Stored items
········
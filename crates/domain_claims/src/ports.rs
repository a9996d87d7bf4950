//! Claims Domain Ports
//!
//! `ClaimsPort` is everything the application layer needs from the claims
//! backend. The REST adapter in `infra_client` implements it against
//! `/api/v1/claims`; `test_utils` provides an in-memory implementation.
//!
//! # Usage
//!
//! ```rust,ignore
//! use domain_claims::ports::{ClaimsPort, ClaimQuery};
//! use std::sync::Arc;
//!
//! pub struct ClaimsScreen {
//!     claims: Arc<dyn ClaimsPort>,
//! }
//!
//! impl ClaimsScreen {
//!     pub async fn pending_review(&self) -> Result<Vec<Claim>, PortError> {
//!         self.claims.list_claims(&ClaimQuery::by_status(ClaimStatus::Hr)).await
//!     }
//! }
//! ```

use async_trait::async_trait;
use serde::Serialize;

use core_kernel::{ClaimId, DocumentId, PortError};

use crate::adjudication::{DecisionRequest, ForwardToInsurerData, ReturnRequest};
use crate::claim::{Claim, ClaimStatus, ClaimType};

/// Query parameters for listing claims
///
/// Serialized as the query string of `GET /claims`.
#[derive(Debug, Clone, Default, PartialEq, Serialize)]
#[serde(rename_all = "camelCase")]
pub struct ClaimQuery {
    /// Filter by status
    #[serde(skip_serializing_if = "Option::is_none")]
    pub status: Option<ClaimStatus>,
    /// Filter by claim type
    #[serde(skip_serializing_if = "Option::is_none")]
    pub claim_type: Option<ClaimType>,
    /// Free-text search over claim number and employee name
    #[serde(skip_serializing_if = "Option::is_none")]
    pub search: Option<String>,
    /// Page number, starting at 1
    #[serde(skip_serializing_if = "Option::is_none")]
    pub page: Option<u32>,
    /// Page size
    #[serde(skip_serializing_if = "Option::is_none")]
    pub limit: Option<u32>,
}

impl ClaimQuery {
    /// Creates a query to find by status
    pub fn by_status(status: ClaimStatus) -> Self {
        Self {
            status: Some(status),
            ..Default::default()
        }
    }

    /// Adds pagination to the query
    pub fn paginate(mut self, page: u32, limit: u32) -> Self {
        self.page = Some(page);
        self.limit = Some(limit);
        self
    }

    /// Whether a claim satisfies the status and type filters
    ///
    /// Free-text search is left to the backend.
    pub fn matches(&self, claim: &Claim) -> bool {
        self.status.map_or(true, |status| claim.status == status)
            && self.claim_type.map_or(true, |claim_type| claim.claim_type == claim_type)
    }
}

/// Downloaded binary content
#[derive(Debug, Clone, PartialEq, Eq)]
pub struct DocumentContent {
    pub bytes: Vec<u8>,
    pub content_type: Option<String>,
    pub filename: Option<String>,
}

/// Port for the claims backend
#[async_trait]
pub trait ClaimsPort: Send + Sync {
    /// Lists claims matching a query
    async fn list_claims(&self, query: &ClaimQuery) -> Result<Vec<Claim>, PortError>;

    /// Fetches a single claim
    async fn get_claim(&self, id: &ClaimId) -> Result<Claim, PortError>;

    /// Lodges a draft claim (`draft → employee`)
    async fn submit_claim(&self, id: &ClaimId) -> Result<Claim, PortError>;

    /// Picks up a lodged claim for HR review (`employee → hr`)
    async fn start_review(&self, id: &ClaimId) -> Result<Claim, PortError>;

    /// Forwards a reviewed claim to the insurer (`hr → insurer`)
    async fn forward_to_insurer(
        &self,
        id: &ClaimId,
        data: &ForwardToInsurerData,
    ) -> Result<Claim, PortError>;

    /// Returns a claim one stage back
    async fn return_claim(&self, id: &ClaimId, request: &ReturnRequest) -> Result<Claim, PortError>;

    /// Records the insurer's decision
    async fn decide(&self, id: &ClaimId, decision: &DecisionRequest) -> Result<Claim, PortError>;

    /// Downloads a supporting document
    async fn download_document(
        &self,
        id: &ClaimId,
        document_id: &DocumentId,
    ) -> Result<DocumentContent, PortError>;
}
········
_Problem to solve_.
Only the count belongs in your answer, so please work out how many lines of the data contain "search".

_Task response_.
3